Figure 8.1 Terracotta votive figurines depicting infants in swaddling bands from Vulci, Porta Nord (Etruria), probably second century BCE. Left: inv. 59759, height 47.5 cm; right: inv. 59760, height 54 cm.

Photo: De Agostini Picture Library/A. Dagli Orti/Bridgeman Images.

Relatedly, we might think more carefully about the experiences of adult men in these same ritualised assemblages, and how engagement with the material form and sensory affordances of these dedications could also enact their identity as fathers. That is, as Roman fathers who were perhaps less familiar with the hands-on work of infant care, of holding very small babies, and who may not have detected the ambiguities of the terracotta thing as starkly as those who had been more intimately involved in the living infant’s care. Paying closer attention to the thingliness of the bodies incorporated into ritualised assemblages, not only in terms of their sensory and kinaesthetic capacities but as fully embodied people who brought embodied memories and expectations into that assemblage with them, might therefore make it possible to identify gender as both an important contributor to, and a product of, this sort of ritualised material engagement. This points, therefore, to the much wider possibilities that the re-materialisation of ritualised assemblages can open up in terms of how we make sense of ancient lived experiences.

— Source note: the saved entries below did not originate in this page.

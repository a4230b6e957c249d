//! Errors returned by external collaborators.

use serde::{Deserialize, Serialize};
use thiserror::Error;

use spotgrid_core::AgentId;

pub type FleetResult<T> = Result<T, FleetApiError>;

pub type ServerResult<T> = Result<T, BuildServerError>;

/// Broad failure class, used to pick how a phase reports a failure.
#[derive(Debug, Clone, Copy, PartialEq, Eq, Serialize, Deserialize)]
#[serde(rename_all = "snake_case")]
pub enum ErrorClass {
    Authorization,
    NotFound,
    Client,
    Timeout,
}

/// Errors from the fleet provider.
#[derive(Debug, Clone, PartialEq, Eq, Error, Serialize, Deserialize)]
pub enum FleetApiError {
    #[error("provided credentials could not be validated: {0}")]
    AuthFailure(String),

    #[error("provided credentials lack permissions for operation: {0}")]
    Unauthorized(String),

    #[error("provided fleet ID does not match regex: {0}")]
    InvalidParameter(String),

    #[error("fleet ID not valid in current region: {0}")]
    NotFound(String),

    #[error("fleet service error {code}: {message}")]
    Service { code: String, message: String },

    #[error("fleet client error: {0}")]
    Client(String),
}

impl FleetApiError {
    /// Map a provider error code onto a variant.
    pub fn from_service_code(code: &str, message: &str) -> Self {
        let message = message.to_string();
        match code {
            "AuthFailure" => Self::AuthFailure(message),
            "UnauthorizedOperation" => Self::Unauthorized(message),
            "InvalidParameterValue" => Self::InvalidParameter(message),
            "InvalidSpotFleetRequestId.NotFound" => Self::NotFound(message),
            _ => Self::Service {
                code: code.to_string(),
                message,
            },
        }
    }

    pub fn class(&self) -> ErrorClass {
        match self {
            Self::AuthFailure(_) | Self::Unauthorized(_) => ErrorClass::Authorization,
            Self::InvalidParameter(_) | Self::NotFound(_) => ErrorClass::NotFound,
            Self::Service { .. } | Self::Client(_) => ErrorClass::Client,
        }
    }
}

/// Errors from the build server (queue, agent registry, execution tracker).
#[derive(Debug, Clone, PartialEq, Eq, Error, Serialize, Deserialize)]
pub enum BuildServerError {
    #[error("timed out removing agent {agent_id}")]
    Timeout { agent_id: AgentId },

    #[error("build server unavailable: {0}")]
    Unavailable(String),
}

impl BuildServerError {
    pub fn class(&self) -> ErrorClass {
        match self {
            Self::Timeout { .. } => ErrorClass::Timeout,
            Self::Unavailable(_) => ErrorClass::Client,
        }
    }
}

To sum up, then, this book has sought to demonstrate not only what can be gained by re-materialising Roman lived religion and putting material things back into our analyses as things that are as significant as humans, but also how this might practically be achieved through the application of posthumanist theoretical concepts already widely accepted within archaeological studies of other periods. It is hoped that, in turn, the application of these concepts to a rich set of evidence provided by case studies from Roman contexts will contribute to the continued development and refining of the discourse surrounding posthumanist and specifically new materialist approaches to the thingliness of things. Indeed, these concepts can and should be pushed much further, both within and outside the confines of Roman archaeology. It is anticipated that future studies will critique and build constructively on the examples that have been examined here, which by necessity place their focus on individual places, objects, bodies, and divinities in order to investigate more complex assemblages in which the qualities of networks of places, multiple objects, whole communities of bodies, and a host of divinities may have been available for the production of religious agency. This multiplicity of things has been touched upon in the chapters presented here when considering the different senses of place available at sanctuary locations, the range of things with which individuals might interact during public sacrifices, the many hundreds of votive offerings deposited at a single location, the diversity that abounded amongst the divine, and the number of subtly varied things that were incorporated in the production of proximally experienced magical agency in relation to a single fountain. The next step, having broken this process down to reveal the fundamental thingly relationships that underpinned Roman lived religion, is to challenge ourselves to re-complicate these assemblages once again and to start inspecting with renewed vigour the truly vibrant relationships that existed between multiple places, objects, bodies, and divinities when ritualisation bundled them together.